# How long between clutches?



## KikisCockatiels (Aug 16, 2012)

Hello fellow cockatiel breeders! I have a question for you. 

I'm wondering when breeding your tiels, how many clutches in a row do you let a pair have before letting them rest. Also how long is this rest period? I have a pair that had a clutch of 4 eggs (only 3 hatched) in early March, then a second clutch hatch in May. The second clutch had 5 eggs, which all hatched, however the last egg to hatch did so prematurely and the chick passed away at 3 days of age. I hand raised both clutches from 5 weeks old. I then decided to 'rest' them over winter until at least December, before puting the nest box in again. 
However I've noticed in the last few weeks that with winter nearing an end, my pair has started courting again. I've also noticed them mating a few times. I would love to put their nest box back in, but not if it's gonna be too much of a drain on mamma bird, or affect the quality of her eggs or chicks.
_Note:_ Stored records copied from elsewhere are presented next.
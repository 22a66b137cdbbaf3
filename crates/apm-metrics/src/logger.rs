// Copyright 2023-Present Datadog, Inc. https://www.datadoghq.com/
// SPDX-License-Identifier: Apache-2.0

//! Log line format for processes embedding the metrics core.
//!
//! The library only emits `tracing` events. A host that wants them tagged
//! like the rest of the agent output installs [`subscriber`] (or plugs
//! [`Formatter`] into its own builder):
//!
//! ```text
//! APM_METRICS | WARN | flush{cycle=3}: Transaction name limit reached dropped=2
//! ```

use std::fmt;
use tracing::subscriber::SetGlobalDefaultError;
use tracing::Level;
use tracing_core::{Event, Subscriber};
use tracing_subscriber::fmt::format::{FormatEvent, FormatFields, Writer};
use tracing_subscriber::fmt::{FmtContext, FormattedFields, MakeWriter};
use tracing_subscriber::registry::LookupSpan;

pub const LOG_PREFIX: &str = "APM_METRICS";

#[derive(Debug, Clone, Copy)]
pub struct Formatter;

impl Formatter {
    /// Writes `name{fields}: ` for every span the event is nested in,
    /// outermost first.
    fn write_scope<S, N>(ctx: &FmtContext<'_, S, N>, writer: &mut Writer<'_>) -> fmt::Result
    where
        S: Subscriber + for<'a> LookupSpan<'a>,
        N: for<'a> FormatFields<'a> + 'static,
    {
        let Some(scope) = ctx.event_scope() else {
            return Ok(());
        };
        for span in scope.from_root() {
            let extensions = span.extensions();
            match extensions
                .get::<FormattedFields<N>>()
                .filter(|fields| !fields.is_empty())
            {
                Some(fields) => write!(writer, "{}{{{fields}}}: ", span.name())?,
                None => write!(writer, "{}: ", span.name())?,
            }
        }
        Ok(())
    }
}

impl<S, N> FormatEvent<S, N> for Formatter
where
    S: Subscriber + for<'a> LookupSpan<'a>,
    N: for<'a> FormatFields<'a> + 'static,
{
    fn format_event(
        &self,
        ctx: &FmtContext<'_, S, N>,
        mut writer: Writer<'_>,
        event: &Event<'_>,
    ) -> fmt::Result {
        write!(writer, "{LOG_PREFIX} | {} | ", event.metadata().level())?;
        Self::write_scope(ctx, &mut writer)?;
        ctx.field_format().format_fields(writer.by_ref(), event)?;
        writeln!(writer)
    }
}

/// Plain-text subscriber writing [`Formatter`] lines at `level` and above.
pub fn subscriber<W>(level: Level, make_writer: W) -> impl Subscriber + Send + Sync
where
    W: for<'w> MakeWriter<'w> + Send + Sync + 'static,
{
    tracing_subscriber::fmt()
        .with_ansi(false)
        .event_format(Formatter)
        .with_max_level(level)
        .with_writer(make_writer)
        .finish()
}

/// Installs [`subscriber`] writing to stdout as the process-wide default.
pub fn init(level: Level) -> Result<(), SetGlobalDefaultError> {
    tracing::subscriber::set_global_default(subscriber(level, std::io::stdout))
}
What do others do? I've been breeding for a few years, but previously I only had one clutch a year. Thanks in advance!


----------



## roxy culver (May 27, 2010)

Preventing the second (double) clutch is usually pretty difficult so I let mine have two clutches a year and then rest them til the beginning of spring the following year. Tiels can mate for fun as well so as long as they're just mating, there may not be eggs. You don't have to give them a box if they're mating.


----------



## KikisCockatiels (Aug 16, 2012)

Thanks Roxy! I often wonder what the wild birds would do, given the chance. They would probably have three clutches in a row if it was possible, but then I would have to wonder how successful the third clutch would be? I'm guessing both eggs and chicks wouldn't be the best quality. I remember someone telling me years ago that she let her budgies and tiels just breed however many clutches they wanted every year because 'that's what they would do in the wild'. I had to explain to her that the 'Outback' was in fact in drought 9 months of the year, and breeding wasn't possible during those months, and that she was going to see her hens start dying if she didn't let them rest. Sadly she ignored me until a few weeks later when she found a dead eggbound hen on the aviary floor 

My main hen (a cinnamon split whiteface) is just too precious to me to risk her health


----------



## roxy culver (May 27, 2010)

Well and you're right, they only breed in the spring/summer months, which really only gives them time for two clutches. And when food starts to get scarce they can't feed babies. And babies that survive with us because we save them, wouldn't make it in the wild. So they can have three clutches, its just that feeding those three clutches takes a lot out of them. With the right nutrition and lighting a hen can lay all year round with no issue its the feeding of the chicks that tires the parents out.


----------



## KikisCockatiels (Aug 16, 2012)

Lol can you imagine? It would be like a person having baby after baby, and breastfeeding for years! I'm exhausted just thinking about it


----------



## roxy culver (May 27, 2010)

Well not really...if the eggs aren't fertilized then there would be no babies to feed, they would just lay eggs.


----------



## tielfan (Aug 31, 2008)

The usual rule of thumb is to have a maximum of 2 clutches during a 12-month period. 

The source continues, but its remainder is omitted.